##### Records for the exercise #####
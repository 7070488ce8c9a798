/// Error handling for the API server
///
/// Handlers return `ApiResult<T>`; every failure becomes a JSON body
///
/// ```json
/// { "error": "conflict", "message": "Account number already exists for this company" }
/// ```
///
/// with the matching status code. Internal errors are logged and their
/// details are kept out of the response.

use axum::{
    http::StatusCode,
    response::{IntoResponse, Response},
    Json,
};
use serde::{Deserialize, Serialize};
use std::fmt;
use xfinance_shared::{
    auth::{authorization::AuthzError, jwt::JwtError, middleware::AuthError, password::PasswordError},
    ledger::LedgerError,
};

pub type ApiResult<T> = Result<T, ApiError>;

#[derive(Debug)]
pub enum ApiError {
    /// 400
    BadRequest(String),

    /// 401
    Unauthorized(String),

    /// 403
    Forbidden(String),

    /// 404
    NotFound(String),

    /// 409
    Conflict(String),

    /// 422 with per-field details
    ValidationError(Vec<ValidationErrorDetail>),

    /// 500
    InternalError(String),

    /// 503
    ServiceUnavailable(String),
}

#[derive(Debug, Clone, Serialize, Deserialize)]
pub struct ValidationErrorDetail {
    pub field: String,
    pub message: String,
}

impl ValidationErrorDetail {
    pub fn new(field: impl Into<String>, message: impl Into<String>) -> Self {
        Self {
            field: field.into(),
            message: message.into(),
        }
    }
}

/// Error response body
#[derive(Debug, Serialize, Deserialize)]
pub struct ErrorResponse {
    pub error: String,
    pub message: String,

    #[serde(skip_serializing_if = "Option::is_none")]
    pub details: Option<Vec<ValidationErrorDetail>>,
}

impl ApiError {
    pub fn not_found(what: &str) -> Self {
        ApiError::NotFound(format!("{} not found", what))
    }

    pub fn status(&self) -> StatusCode {
        match self {
            ApiError::BadRequest(_) => StatusCode::BAD_REQUEST,
            ApiError::Unauthorized(_) => StatusCode::UNAUTHORIZED,
            ApiError::Forbidden(_) => StatusCode::FORBIDDEN,
            ApiError::NotFound(_) => StatusCode::NOT_FOUND,
            ApiError::Conflict(_) => StatusCode::CONFLICT,
            ApiError::ValidationError(_) => StatusCode::UNPROCESSABLE_ENTITY,
            ApiError::InternalError(_) => StatusCode::INTERNAL_SERVER_ERROR,
            ApiError::ServiceUnavailable(_) => StatusCode::SERVICE_UNAVAILABLE,
        }
    }
}

impl fmt::Display for ApiError {
    fn fmt(&self, f: &mut fmt::Formatter<'_>) -> fmt::Result {
        match self {
            ApiError::BadRequest(msg) => write!(f, "Bad request: {}", msg),
            ApiError::Unauthorized(msg) => write!(f, "Unauthorized: {}", msg),
            ApiError::Forbidden(msg) => write!(f, "Forbidden: {}", msg),
            ApiError::NotFound(msg) => write!(f, "Not found: {}", msg),
            ApiError::Conflict(msg) => write!(f, "Conflict: {}", msg),
            ApiError::ValidationError(errors) => {
                write!(f, "Validation failed: {} errors", errors.len())
            }
            ApiError::InternalError(msg) => write!(f, "Internal error: {}", msg),
            ApiError::ServiceUnavailable(msg) => write!(f, "Service unavailable: {}", msg),
        }
    }
}

impl std::error::Error for ApiError {}

impl IntoResponse for ApiError {
    fn into_response(self) -> Response {
        let status = self.status();

        let (error_code, message, details) = match self {
            ApiError::BadRequest(msg) => ("bad_request", msg, None),
            ApiError::Unauthorized(msg) => ("unauthorized", msg, None),
            ApiError::Forbidden(msg) => ("forbidden", msg, None),
            ApiError::NotFound(msg) => ("not_found", msg, None),
            ApiError::Conflict(msg) => ("conflict", msg, None),
            ApiError::ValidationError(errors) => (
                "validation_error",
                "Request validation failed".to_string(),
                Some(errors),
            ),
            ApiError::InternalError(msg) => {
                // Log internal errors but don't expose details to clients
                tracing::error!("Internal error: {}", msg);
                (
                    "internal_error",
                    "An internal error occurred".to_string(),
                    None,
                )
            }
            ApiError::ServiceUnavailable(msg) => ("service_unavailable", msg, None),
        };

        if status.is_client_error() {
            tracing::debug!(status = status.as_u16(), error = error_code, %message, "Request failed");
        }

        let body = Json(ErrorResponse {
            error: error_code.to_string(),
            message,
            details,
        });

        (status, body).into_response()
    }
}

/// Human message for a unique constraint
fn conflict_message(constraint: &str) -> String {
    match constraint {
        "users_username_key" => "Username already exists".to_string(),
        "users_email_key" => "Email already exists".to_string(),
        "companies_name_key" => "Company name already exists".to_string(),
        "accounts_company_number_key" => "Account number already exists for this company".to_string(),
        "customers_company_code_key" => "Customer code already exists for this company".to_string(),
        "cf_items_company_code_key" => "CF item code already exists for this company".to_string(),
        "roles_name_key" => "Role name already exists".to_string(),
        "permissions_name_key" => "Permission name already exists".to_string(),
        "actions_pkey" => "Action code already exists".to_string(),
        other => format!("Constraint violation: {}", other),
    }
}

impl From<sqlx::Error> for ApiError {
    fn from(err: sqlx::Error) -> Self {
        match err {
            sqlx::Error::RowNotFound => ApiError::NotFound("Resource not found".to_string()),
            sqlx::Error::Database(db_err) => {
                if db_err.is_unique_violation() {
                    return ApiError::Conflict(conflict_message(db_err.constraint().unwrap_or("unique")));
                }
                if db_err.is_foreign_key_violation() {
                    return ApiError::BadRequest(format!(
                        "Referenced record does not exist ({})",
                        db_err.constraint().unwrap_or("foreign key")
                    ));
                }
                if db_err.is_check_violation() {
                    return ApiError::BadRequest(format!("Invalid value: {}", db_err.message()));
                }

                ApiError::InternalError(format!("Database error: {}", db_err))
            }
            sqlx::Error::PoolTimedOut => {
                ApiError::ServiceUnavailable("Database is busy, try again".to_string())
            }
            _ => ApiError::InternalError(format!("Database error: {}", err)),
        }
    }
}

impl From<validator::ValidationErrors> for ApiError {
    fn from(err: validator::ValidationErrors) -> Self {
        let errors: Vec<ValidationErrorDetail> = err
            .field_errors()
            .iter()
            .flat_map(|(field, errors)| {
                errors.iter().map(move |error| ValidationErrorDetail {
                    field: field.to_string(),
                    message: error
                        .message
                        .as_ref()
                        .map(|m| m.to_string())
                        .unwrap_or_else(|| "Validation failed".to_string()),
                })
            })
            .collect();
        ApiError::ValidationError(errors)
    }
}

impl From<AuthError> for ApiError {
    fn from(err: AuthError) -> Self {
        match err {
            AuthError::MissingCredentials => {
                ApiError::Unauthorized("Missing authorization header".to_string())
            }
            AuthError::InvalidFormat(msg) => ApiError::BadRequest(msg),
            AuthError::InvalidToken(msg) => ApiError::Unauthorized(msg),
        }
    }
}

impl From<AuthzError> for ApiError {
    fn from(err: AuthzError) -> Self {
        match err {
            AuthzError::DatabaseError(err) => err.into(),
            other => ApiError::Forbidden(other.to_string()),
        }
    }
}

impl From<PasswordError> for ApiError {
    fn from(err: PasswordError) -> Self {
        match err {
            PasswordError::TooWeak(msg) => {
                ApiError::ValidationError(vec![ValidationErrorDetail::new("password", msg)])
            }
            other => ApiError::InternalError(format!("Password operation failed: {}", other)),
        }
    }
}

impl From<JwtError> for ApiError {
    fn from(err: JwtError) -> Self {
        match err {
            JwtError::Expired => ApiError::Unauthorized("Token expired".to_string()),
            JwtError::CreateError(msg) => ApiError::InternalError(msg),
            other => ApiError::Unauthorized(format!("Invalid token: {}", other)),
        }
    }
}

impl From<LedgerError> for ApiError {
    fn from(err: LedgerError) -> Self {
        ApiError::BadRequest(err.to_string())
    }
}

#[cfg(test)]
mod tests {
    use super::*;
    use chrono::NaiveDate;

    #[test]
    fn test_error_display() {
        let err = ApiError::BadRequest("Invalid input".to_string());
        assert_eq!(err.to_string(), "Bad request: Invalid input");

        let err = ApiError::not_found("Account");
        assert_eq!(err.to_string(), "Not found: Account not found");
    }

    #[test]
    fn test_status_codes() {
        assert_eq!(ApiError::Conflict("x".into()).status(), StatusCode::CONFLICT);
        assert_eq!(ApiError::Forbidden("x".into()).status(), StatusCode::FORBIDDEN);
        assert_eq!(
            ApiError::ValidationError(vec![]).status(),
            StatusCode::UNPROCESSABLE_ENTITY
        );
    }

    #[test]
    fn test_conflict_messages() {
        assert_eq!(
            conflict_message("accounts_company_number_key"),
            "Account number already exists for this company"
        );
        assert_eq!(conflict_message("whatever_key"), "Constraint violation: whatever_key");
    }

    #[test]
    fn test_row_not_found_is_404() {
        let err: ApiError = sqlx::Error::RowNotFound.into();
        assert_eq!(err.status(), StatusCode::NOT_FOUND);
    }

    #[test]
    fn test_ledger_error_is_400() {
        let from = NaiveDate::from_ymd_opt(2024, 2, 1).unwrap();
        let to = NaiveDate::from_ymd_opt(2024, 1, 1).unwrap();
        let err: ApiError = LedgerError::InvalidRange { from, to }.into();
        assert_eq!(err.status(), StatusCode::BAD_REQUEST);
    }

    #[test]
    fn test_weak_password_is_validation_error() {
        let err: ApiError = PasswordError::TooWeak("too short".to_string()).into();
        match err {
            ApiError::ValidationError(details) => assert_eq!(details[0].field, "password"),
            other => panic!("unexpected {:?}", other),
        }
    }

    #[test]
    fn test_authz_errors_are_403() {
        let err: ApiError = AuthzError::MissingAction(100).into();
        assert_eq!(err.status(), StatusCode::FORBIDDEN);
    }

    #[tokio::test]
    async fn test_error_body_shape() {
        let response = ApiError::Conflict("Username already exists".to_string()).into_response();
        assert_eq!(response.status(), StatusCode::CONFLICT);

        let bytes = axum::body::to_bytes(response.into_body(), usize::MAX).await.unwrap();
        let body: serde_json::Value = serde_json::from_slice(&bytes).unwrap();
        assert_eq!(body["error"], "conflict");
        assert_eq!(body["message"], "Username already exists");
        assert!(body.get("details").is_none());
    }
}
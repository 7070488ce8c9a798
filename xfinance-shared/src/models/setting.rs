/// Global key/value settings
///
/// Values are free-form JSON (sheet names, column layouts, default
/// currency, ...), stored as JSONB.

use chrono::{DateTime, Utc};
use serde::{Deserialize, Serialize};
use serde_json::Value;
use sqlx::PgPool;

#[derive(Debug, Clone, Serialize, Deserialize, sqlx::FromRow)]
pub struct Setting {
    pub key: String,
    pub value: Value,
    pub updated_at: DateTime<Utc>,
}

impl Setting {
    pub async fn get(pool: &PgPool, key: &str) -> Result<Option<Self>, sqlx::Error> {
        sqlx::query_as::<_, Setting>("SELECT key, value, updated_at FROM settings WHERE key = $1")
            .bind(key)
            .fetch_optional(pool)
            .await
    }

    pub async fn list(pool: &PgPool) -> Result<Vec<Self>, sqlx::Error> {
        sqlx::query_as::<_, Setting>("SELECT key, value, updated_at FROM settings ORDER BY key")
            .fetch_all(pool)
            .await
    }

    /// Sets a value, creating the key if needed
    pub async fn upsert(pool: &PgPool, key: &str, value: &Value) -> Result<Self, sqlx::Error> {
        sqlx::query_as::<_, Setting>(
            r#"
            INSERT INTO settings (key, value)
            VALUES ($1, $2)
            ON CONFLICT (key) DO UPDATE
            SET value = EXCLUDED.value, updated_at = NOW()
            RETURNING key, value, updated_at
            "#,
        )
        .bind(key)
        .bind(value)
        .fetch_one(pool)
        .await
    }

    pub async fn delete(pool: &PgPool, key: &str) -> Result<bool, sqlx::Error> {
        let result = sqlx::query("DELETE FROM settings WHERE key = $1")
            .bind(key)
            .execute(pool)
            .await?;

        Ok(result.rows_affected() > 0)
    }
}
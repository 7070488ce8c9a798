/// Integration tests for the xFinance API
///
/// Tests without a database go through `lazy_app`: authentication, the
/// ledger engine and response headers. Tests marked `#[ignore]` need
/// `DATABASE_URL`; run them with `cargo test -- --ignored`.

mod common;

use axum::http::StatusCode;
use common::*;
use serde_json::json;
use uuid::Uuid;

fn journal_rows() -> serde_json::Value {
    json!([
        ["Date", "Debit", "Credit", "Currency", "Amount", "Description"],
        [45291, "1101", "3101", "MNT", 500, "Opening capital"],
        [45293, "6101", "1101", "MNT", 200, "Rent"],
        [45292, "1101", "5101", "MNT", 1000, "Sales"],
        [45295, "1102", "1101", "USD", 50, "To USD account"],
        ["", "", "", "", "", ""],
        [45330, "1101", "5101", "MNT", 999, "Next month"]
    ])
}

#[tokio::test]
async fn test_protected_route_requires_token() {
    let mut app = lazy_app();

    let (status, body) = send(&mut app, json_request("GET", "/api/companies", None, None)).await;

    assert_eq!(status, StatusCode::UNAUTHORIZED);
    assert_eq!(body["error"], "unauthorized");
}

#[tokio::test]
async fn test_non_bearer_header_is_bad_request() {
    let mut app = lazy_app();

    let request = axum::http::Request::builder()
        .uri("/api/companies")
        .header("authorization", "Basic dXNlcjpwYXNz")
        .body(axum::body::Body::empty())
        .unwrap();
    let (status, _) = send(&mut app, request).await;

    assert_eq!(status, StatusCode::BAD_REQUEST);
}

#[tokio::test]
async fn test_refresh_token_is_not_an_access_token() {
    let mut app = lazy_app();
    let token = refresh_token(Uuid::new_v4(), "saraa");

    let (status, _) = send(&mut app, json_request("GET", "/api/auth/me", Some(&token), None)).await;

    assert_eq!(status, StatusCode::UNAUTHORIZED);
}

#[tokio::test]
async fn test_token_signed_with_other_secret_is_rejected() {
    let mut app = lazy_app();
    let claims = xfinance_shared::auth::jwt::Claims::new(
        Uuid::new_v4(),
        "saraa".to_string(),
        xfinance_shared::auth::jwt::TokenType::Access,
    );
    let forged =
        xfinance_shared::auth::jwt::create_token(&claims, "another-secret-that-is-32-bytes-long").unwrap();

    let (status, _) = send(&mut app, json_request("POST", "/api/ledger", Some(&forged), Some(json!({})))).await;

    assert_eq!(status, StatusCode::UNAUTHORIZED);
}

#[tokio::test]
async fn test_refresh_endpoint_rejects_access_token() {
    let mut app = lazy_app();
    let access = access_token(Uuid::new_v4(), "saraa");

    let (status, _) = send(
        &mut app,
        json_request("POST", "/api/auth/refresh", None, Some(json!({ "refresh_token": access }))),
    )
    .await;

    assert_eq!(status, StatusCode::UNAUTHORIZED);
}

#[tokio::test]
async fn test_login_validates_before_touching_database() {
    let mut app = lazy_app();

    let (status, body) = send(
        &mut app,
        json_request("POST", "/api/auth/login", None, Some(json!({ "username": "", "password": "x" }))),
    )
    .await;

    assert_eq!(status, StatusCode::UNPROCESSABLE_ENTITY);
    assert_eq!(body["error"], "validation_error");
    assert_eq!(body["details"][0]["field"], "username");
}

#[tokio::test]
async fn test_ledger_reconstruction() {
    let mut app = lazy_app();
    let token = access_token(Uuid::new_v4(), "saraa");

    let (status, body) = send(
        &mut app,
        json_request(
            "POST",
            "/api/ledger",
            Some(&token),
            Some(json!({
                "account_code": "1101",
                "date_from": "2024-01-01",
                "date_to": "2024-01-31",
                "rows": journal_rows(),
            })),
        ),
    )
    .await;

    assert_eq!(status, StatusCode::OK, "{}", body);
    assert_eq!(body["opening_balance"], 500.0);
    assert_eq!(body["total_debit"], 1000.0);
    assert_eq!(body["total_credit"], 250.0);
    assert_eq!(body["closing_balance"], 1250.0);
    assert_eq!(body["skipped_rows"], 2);

    // Sorted by date, not sheet order
    let entries = body["entries"].as_array().unwrap();
    assert_eq!(entries.len(), 3);
    assert_eq!(entries[0]["description"], "Sales");
    assert_eq!(entries[0]["balance"], 1500.0);
    assert_eq!(entries[1]["counter_account"], "6101");
    assert_eq!(entries[1]["balance"], 1300.0);
    assert_eq!(entries[2]["currency"], "USD");
    assert_eq!(entries[2]["balance"], 1250.0);
}

#[tokio::test]
async fn test_ledger_currency_filter() {
    let mut app = lazy_app();
    let token = access_token(Uuid::new_v4(), "saraa");

    let (status, body) = send(
        &mut app,
        json_request(
            "POST",
            "/api/ledger",
            Some(&token),
            Some(json!({
                "account_code": "1101",
                "date_from": "2024-01-01",
                "date_to": "2024-01-31",
                "currency": "usd",
                "rows": journal_rows(),
            })),
        ),
    )
    .await;

    assert_eq!(status, StatusCode::OK);
    assert_eq!(body["currency"], "USD");
    assert_eq!(body["opening_balance"], 0.0);
    assert_eq!(body["entries"].as_array().unwrap().len(), 1);
    assert_eq!(body["closing_balance"], -50.0);
}

#[tokio::test]
async fn test_ledger_custom_layout() {
    let mut app = lazy_app();
    let token = access_token(Uuid::new_v4(), "saraa");

    // Amount first, then date, credit, debit
    let (status, body) = send(
        &mut app,
        json_request(
            "POST",
            "/api/ledger",
            Some(&token),
            Some(json!({
                "account_code": "1101",
                "date_from": "2024-01-01",
                "date_to": "2024-01-31",
                "layout": { "amount": 0, "date": 1, "credit": 2, "debit": 3, "currency": 4 },
                "rows": [[750, "2024-01-10", "3101", "1101", "MNT"]],
            })),
        ),
    )
    .await;

    assert_eq!(status, StatusCode::OK, "{}", body);
    assert_eq!(body["closing_balance"], 750.0);
}

#[tokio::test]
async fn test_ledger_rejects_inverted_range() {
    let mut app = lazy_app();
    let token = access_token(Uuid::new_v4(), "saraa");

    let (status, body) = send(
        &mut app,
        json_request(
            "POST",
            "/api/ledger",
            Some(&token),
            Some(json!({
                "account_code": "1101",
                "date_from": "2024-02-01",
                "date_to": "2024-01-01",
                "rows": [],
            })),
        ),
    )
    .await;

    assert_eq!(status, StatusCode::BAD_REQUEST);
    assert_eq!(body["error"], "bad_request");
}

#[tokio::test]
async fn test_ledger_rejects_blank_account() {
    let mut app = lazy_app();
    let token = access_token(Uuid::new_v4(), "saraa");

    let (status, _) = send(
        &mut app,
        json_request(
            "POST",
            "/api/ledger",
            Some(&token),
            Some(json!({
                "account_code": "  ",
                "date_from": "2024-01-01",
                "date_to": "2024-01-31",
                "rows": journal_rows(),
            })),
        ),
    )
    .await;

    assert_eq!(status, StatusCode::BAD_REQUEST);
}

#[tokio::test]
async fn test_trial_balance() {
    let mut app = lazy_app();
    let token = access_token(Uuid::new_v4(), "saraa");

    let (status, body) = send(
        &mut app,
        json_request(
            "POST",
            "/api/ledger/trial-balance",
            Some(&token),
            Some(json!({
                "date_from": "2024-01-01",
                "date_to": "2024-01-31",
                "rows": journal_rows(),
            })),
        ),
    )
    .await;

    assert_eq!(status, StatusCode::OK, "{}", body);

    let lines = body["lines"].as_array().unwrap();
    let codes: Vec<&str> = lines.iter().map(|l| l["account_code"].as_str().unwrap()).collect();
    assert_eq!(codes, vec!["1101", "1102", "3101", "5101", "6101"]);

    assert_eq!(lines[0]["opening_balance"], 500.0);
    assert_eq!(lines[0]["closing_balance"], 1250.0);
    assert_eq!(lines[2]["opening_balance"], -500.0);
    assert_eq!(body["total_debit_turnover"], body["total_credit_turnover"]);
}

#[tokio::test]
async fn test_security_headers_on_api_responses() {
    let mut app = lazy_app();

    let response = tower::Service::call(&mut app, json_request("GET", "/api/companies", None, None))
        .await
        .unwrap();
    let headers = response.headers();

    assert_eq!(headers.get("x-content-type-options").unwrap(), "nosniff");
    assert_eq!(headers.get("x-frame-options").unwrap(), "DENY");
    assert_eq!(headers.get("cache-control").unwrap(), "no-store");
}

#[tokio::test]
async fn test_health_reports_degraded_without_database() {
    let mut app = lazy_app();

    let (status, body) = send(&mut app, json_request("GET", "/health", None, None)).await;

    assert_eq!(status, StatusCode::OK);
    assert_eq!(body["status"], "degraded");
    assert_eq!(body["database"], "disconnected");
}

// Database-backed flows

#[tokio::test]
#[ignore]
async fn test_login_flow() {
    let mut ctx = TestContext::new().await.unwrap();

    let (status, body) = send(
        &mut ctx.app,
        json_request(
            "POST",
            "/api/auth/login",
            None,
            Some(json!({ "username": ctx.admin.username, "password": TEST_PASSWORD })),
        ),
    )
    .await;

    assert_eq!(status, StatusCode::OK, "{}", body);
    assert!(body["access_token"].is_string());
    assert!(body["user"].get("password_hash").is_none());

    let actions: Vec<i64> = body["actions"]
        .as_array()
        .unwrap()
        .iter()
        .map(|a| a.as_i64().unwrap())
        .collect();
    assert!(actions.contains(&100));
    assert!(actions.contains(&400));

    let (status, _) = send(
        &mut ctx.app,
        json_request(
            "POST",
            "/api/auth/login",
            None,
            Some(json!({ "username": ctx.admin.username, "password": "wrong-password-1" })),
        ),
    )
    .await;
    assert_eq!(status, StatusCode::UNAUTHORIZED);

    ctx.cleanup().await.unwrap();
}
#####
_Action item_: Each line in the entries above that includes the string "DateTime" should be extracted.

_Answer to the problem_:
use chrono::{DateTime, Utc};
    pub updated_at: DateTime<Utc>,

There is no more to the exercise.